# Supplied material:
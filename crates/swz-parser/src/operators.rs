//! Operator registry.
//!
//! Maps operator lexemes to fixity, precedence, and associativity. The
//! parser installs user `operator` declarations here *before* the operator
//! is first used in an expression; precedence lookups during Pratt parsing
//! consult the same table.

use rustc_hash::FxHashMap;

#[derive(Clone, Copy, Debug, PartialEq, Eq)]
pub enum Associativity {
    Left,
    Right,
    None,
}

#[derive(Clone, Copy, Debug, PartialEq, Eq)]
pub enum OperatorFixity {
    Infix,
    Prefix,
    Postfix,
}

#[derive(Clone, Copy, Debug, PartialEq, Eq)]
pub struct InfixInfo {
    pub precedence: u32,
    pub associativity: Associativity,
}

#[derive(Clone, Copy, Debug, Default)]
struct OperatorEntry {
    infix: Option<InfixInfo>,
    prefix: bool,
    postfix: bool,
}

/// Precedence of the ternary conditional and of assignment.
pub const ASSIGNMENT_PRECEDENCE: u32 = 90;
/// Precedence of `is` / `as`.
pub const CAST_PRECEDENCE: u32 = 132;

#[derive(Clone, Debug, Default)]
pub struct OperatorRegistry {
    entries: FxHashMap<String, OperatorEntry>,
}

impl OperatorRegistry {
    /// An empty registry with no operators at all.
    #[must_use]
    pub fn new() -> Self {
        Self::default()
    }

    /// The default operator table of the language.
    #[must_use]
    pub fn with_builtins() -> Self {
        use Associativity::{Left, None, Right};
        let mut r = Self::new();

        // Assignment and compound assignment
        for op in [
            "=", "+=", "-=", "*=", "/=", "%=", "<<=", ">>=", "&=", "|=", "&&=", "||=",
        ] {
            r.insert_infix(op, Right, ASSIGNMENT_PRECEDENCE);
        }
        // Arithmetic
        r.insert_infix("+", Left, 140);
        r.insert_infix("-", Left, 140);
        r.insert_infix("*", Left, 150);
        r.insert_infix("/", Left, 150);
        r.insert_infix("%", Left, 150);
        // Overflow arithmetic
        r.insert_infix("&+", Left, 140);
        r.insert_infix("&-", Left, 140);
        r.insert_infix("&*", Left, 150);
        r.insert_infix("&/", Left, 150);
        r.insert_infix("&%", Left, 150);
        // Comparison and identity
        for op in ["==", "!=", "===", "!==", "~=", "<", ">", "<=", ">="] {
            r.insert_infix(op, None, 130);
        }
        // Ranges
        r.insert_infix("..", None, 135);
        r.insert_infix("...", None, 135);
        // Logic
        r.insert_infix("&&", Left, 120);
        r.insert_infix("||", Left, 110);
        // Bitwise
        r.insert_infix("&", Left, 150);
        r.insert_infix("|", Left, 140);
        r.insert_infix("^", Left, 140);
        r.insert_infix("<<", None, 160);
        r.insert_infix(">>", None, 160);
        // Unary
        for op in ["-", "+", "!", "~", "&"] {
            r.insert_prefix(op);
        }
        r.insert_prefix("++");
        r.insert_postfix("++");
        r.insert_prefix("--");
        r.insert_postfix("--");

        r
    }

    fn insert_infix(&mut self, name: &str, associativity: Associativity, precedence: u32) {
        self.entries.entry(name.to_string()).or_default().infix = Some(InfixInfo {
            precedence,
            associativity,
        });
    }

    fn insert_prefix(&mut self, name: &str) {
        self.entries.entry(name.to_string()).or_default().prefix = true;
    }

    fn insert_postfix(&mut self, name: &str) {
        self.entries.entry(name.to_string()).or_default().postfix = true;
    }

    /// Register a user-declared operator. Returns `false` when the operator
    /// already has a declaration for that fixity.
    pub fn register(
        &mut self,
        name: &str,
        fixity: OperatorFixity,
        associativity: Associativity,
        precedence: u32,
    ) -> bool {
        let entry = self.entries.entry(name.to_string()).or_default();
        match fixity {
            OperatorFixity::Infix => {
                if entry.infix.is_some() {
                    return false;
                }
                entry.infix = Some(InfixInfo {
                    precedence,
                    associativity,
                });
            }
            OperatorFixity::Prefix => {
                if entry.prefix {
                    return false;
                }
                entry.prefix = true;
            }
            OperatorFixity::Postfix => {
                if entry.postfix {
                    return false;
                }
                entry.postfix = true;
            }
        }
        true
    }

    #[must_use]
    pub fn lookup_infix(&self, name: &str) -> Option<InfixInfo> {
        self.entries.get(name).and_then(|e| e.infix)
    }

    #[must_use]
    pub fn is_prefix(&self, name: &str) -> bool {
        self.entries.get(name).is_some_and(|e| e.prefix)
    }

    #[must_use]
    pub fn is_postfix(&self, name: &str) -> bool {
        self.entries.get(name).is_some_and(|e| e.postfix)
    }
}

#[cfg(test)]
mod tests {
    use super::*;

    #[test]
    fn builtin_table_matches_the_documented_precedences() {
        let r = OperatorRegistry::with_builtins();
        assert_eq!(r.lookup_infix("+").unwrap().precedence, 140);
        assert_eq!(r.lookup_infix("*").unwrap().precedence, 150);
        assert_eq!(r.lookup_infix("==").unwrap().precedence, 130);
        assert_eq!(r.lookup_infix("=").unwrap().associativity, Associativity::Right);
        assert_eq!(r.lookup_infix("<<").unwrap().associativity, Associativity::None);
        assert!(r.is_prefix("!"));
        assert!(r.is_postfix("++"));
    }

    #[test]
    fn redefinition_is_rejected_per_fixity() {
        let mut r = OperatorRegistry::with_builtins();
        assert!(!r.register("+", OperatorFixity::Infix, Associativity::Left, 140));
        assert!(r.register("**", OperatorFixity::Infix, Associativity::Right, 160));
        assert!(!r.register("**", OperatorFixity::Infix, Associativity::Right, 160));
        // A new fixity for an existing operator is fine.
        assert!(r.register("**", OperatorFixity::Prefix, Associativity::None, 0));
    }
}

# What you will do:
What's needed is an exact copy of every entry.

# Solution below:
filename crates/swz-parser/src/operators.rs
//! Operator registry.
//!
//! Maps operator lexemes to fixity, precedence, and associativity. The
//! parser installs user `operator` declarations here *before* the operator
//! is first used in an expression; precedence lookups during Pratt parsing
//! consult the same table.

use rustc_hash::FxHashMap;

#[derive(Clone, Copy, Debug, PartialEq, Eq)]
pub enum Associativity {
    Left,
    Right,
    None,
}

#[derive(Clone, Copy, Debug, PartialEq, Eq)]
pub enum OperatorFixity {
    Infix,
    Prefix,
    Postfix,
}

#[derive(Clone, Copy, Debug, PartialEq, Eq)]
pub struct InfixInfo {
    pub precedence: u32,
    pub associativity: Associativity,
}

#[derive(Clone, Copy, Debug, Default)]
struct OperatorEntry {
    infix: Option<InfixInfo>,
    prefix: bool,
    postfix: bool,
}

/// Precedence of the ternary conditional and of assignment.
pub const ASSIGNMENT_PRECEDENCE: u32 = 90;
/// Precedence of `is` / `as`.
pub const CAST_PRECEDENCE: u32 = 132;

#[derive(Clone, Debug, Default)]
pub struct OperatorRegistry {
    entries: FxHashMap<String, OperatorEntry>,
}

impl OperatorRegistry {
    /// An empty registry with no operators at all.
    #[must_use]
    pub fn new() -> Self {
        Self::default()
    }

    /// The default operator table of the language.
    #[must_use]
    pub fn with_builtins() -> Self {
        use Associativity::{Left, None, Right};
        let mut r = Self::new();

        // Assignment and compound assignment
        for op in [
            "=", "+=", "-=", "*=", "/=", "%=", "<<=", ">>=", "&=", "|=", "&&=", "||=",
        ] {
            r.insert_infix(op, Right, ASSIGNMENT_PRECEDENCE);
        }
        // Arithmetic
        r.insert_infix("+", Left, 140);
        r.insert_infix("-", Left, 140);
        r.insert_infix("*", Left, 150);
        r.insert_infix("/", Left, 150);
        r.insert_infix("%", Left, 150);
        // Overflow arithmetic
        r.insert_infix("&+", Left, 140);
        r.insert_infix("&-", Left, 140);
        r.insert_infix("&*", Left, 150);
        r.insert_infix("&/", Left, 150);
        r.insert_infix("&%", Left, 150);
        // Comparison and identity
        for op in ["==", "!=", "===", "!==", "~=", "<", ">", "<=", ">="] {
            r.insert_infix(op, None, 130);
        }
        // Ranges
        r.insert_infix("..", None, 135);
        r.insert_infix("...", None, 135);
        // Logic
        r.insert_infix("&&", Left, 120);
        r.insert_infix("||", Left, 110);
        // Bitwise
        r.insert_infix("&", Left, 150);
        r.insert_infix("|", Left, 140);
        r.insert_infix("^", Left, 140);
        r.insert_infix("<<", None, 160);
        r.insert_infix(">>", None, 160);
        // Unary
        for op in ["-", "+", "!", "~", "&"] {
            r.insert_prefix(op);
        }
        r.insert_prefix("++");
        r.insert_postfix("++");
        r.insert_prefix("--");
        r.insert_postfix("--");

        r
    }

    fn insert_infix(&mut self, name: &str, associativity: Associativity, precedence: u32) {
        self.entries.entry(name.to_string()).or_default().infix = Some(InfixInfo {
            precedence,
            associativity,
        });
    }

    fn insert_prefix(&mut self, name: &str) {
        self.entries.entry(name.to_string()).or_default().prefix = true;
    }

    fn insert_postfix(&mut self, name: &str) {
        self.entries.entry(name.to_string()).or_default().postfix = true;
    }

    /// Register a user-declared operator. Returns `false` when the operator
    /// already has a declaration for that fixity.
    pub fn register(
        &mut self,
        name: &str,
        fixity: OperatorFixity,
        associativity: Associativity,
        precedence: u32,
    ) -> bool {
        let entry = self.entries.entry(name.to_string()).or_default();
        match fixity {
            OperatorFixity::Infix => {
                if entry.infix.is_some() {
                    return false;
                }
                entry.infix = Some(InfixInfo {
                    precedence,
                    associativity,
                });
            }
            OperatorFixity::Prefix => {
                if entry.prefix {
                    return false;
                }
                entry.prefix = true;
            }
            OperatorFixity::Postfix => {
                if entry.postfix {
                    return false;
                }
                entry.postfix = true;
            }
        }
        true
    }

    #[must_use]
    pub fn lookup_infix(&self, name: &str) -> Option<InfixInfo> {
        self.entries.get(name).and_then(|e| e.infix)
    }

    #[must_use]
    pub fn is_prefix(&self, name: &str) -> bool {
        self.entries.get(name).is_some_and(|e| e.prefix)
    }

    #[must_use]
    pub fn is_postfix(&self, name: &str) -> bool {
        self.entries.get(name).is_some_and(|e| e.postfix)
    }
}

#[cfg(test)]
mod tests {
    use super::*;

    #[test]
    fn builtin_table_matches_the_documented_precedences() {
        let r = OperatorRegistry::with_builtins();
        assert_eq!(r.lookup_infix("+").unwrap().precedence, 140);
        assert_eq!(r.lookup_infix("*").unwrap().precedence, 150);
        assert_eq!(r.lookup_infix("==").unwrap().precedence, 130);
        assert_eq!(r.lookup_infix("=").unwrap().associativity, Associativity::Right);
        assert_eq!(r.lookup_infix("<<").unwrap().associativity, Associativity::None);
        assert!(r.is_prefix("!"));
        assert!(r.is_postfix("++"));
    }

    #[test]
    fn redefinition_is_rejected_per_fixity() {
        let mut r = OperatorRegistry::with_builtins();
        assert!(!r.register("+", OperatorFixity::Infix, Associativity::Left, 140));
        assert!(r.register("**", OperatorFixity::Infix, Associativity::Right, 160));
        assert!(!r.register("**", OperatorFixity::Infix, Associativity::Right, 160));
        // A new fixity for an existing operator is fine.
        assert!(r.register("**", OperatorFixity::Prefix, Associativity::None, 0));
    }
}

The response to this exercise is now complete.